====== Records shown
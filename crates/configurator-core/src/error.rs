use thiserror::Error;

/// Why an accessory change was ignored.
#[derive(Debug, Error, Clone, Copy, PartialEq, Eq)]
pub enum Rejected {
    #[error("an accessory swap is already in flight")]
    SwapInFlight,
    #[error("accessories are disabled while a feature interaction is active")]
    Disabled,
}

#[derive(Debug, Error, Clone, Copy, PartialEq, Eq)]
pub enum SessionError {
    #[error("a configurator session is already running in this process")]
    AlreadyRunning,
}
use crate::constants::CLASS_SELECTED;
use crate::dom;
use crate::hosts::{accessory_widget_id, toggle_widget_id};
use crate::input::PendingInput;
use configurator_core::{AccessoryVariant, AttachmentToggle, UiCommand};
use std::cell::RefCell;
use std::rc::Rc;
use web_sys as web;

/// Widget clicks are queued and reach the session on the next frame.
pub fn wire_widgets(document: &web::Document, pending: &Rc<RefCell<PendingInput>>) {
    for variant in AccessoryVariant::ALL {
        let p = pending.clone();
        dom::add_click_listener(document, &accessory_widget_id(variant), move || {
            p.borrow_mut()
                .commands
                .push(UiCommand::SelectAccessory(variant));
        });
    }

    for toggle in AttachmentToggle::ALL {
        let p = pending.clone();
        let doc = document.clone();
        let id = toggle_widget_id(toggle);
        dom::add_click_listener(document, id, move || {
            // the DOM mirrors the toggle state, so flip what is shown
            let on = doc
                .get_element_by_id(id)
                .map(|el| el.class_list().contains(CLASS_SELECTED))
                .unwrap_or(false);
            p.borrow_mut()
                .commands
                .push(UiCommand::SetToggle(toggle, !on));
        });
    }

    let p = pending.clone();
    dom::add_click_listener(document, "btn-checkout", move || {
        p.borrow_mut().commands.push(UiCommand::OpenCheckout);
    });
    let p = pending.clone();
    dom::add_click_listener(document, "btn-ar", move || {
        p.borrow_mut().commands.push(UiCommand::OpenArView);
    });
}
============
What to work on
Copy exactly the stretch of data above from the line with "pub enum Rejected" through the line with "use crate::dom;", and omit all other lines.

Task result
pub enum Rejected {
    #[error("an accessory swap is already in flight")]
    SwapInFlight,
    #[error("accessories are disabled while a feature interaction is active")]
    Disabled,
}

#[derive(Debug, Error, Clone, Copy, PartialEq, Eq)]
pub enum SessionError {
    #[error("a configurator session is already running in this process")]
    AlreadyRunning,
}
use crate::constants::CLASS_SELECTED;
use crate::dom;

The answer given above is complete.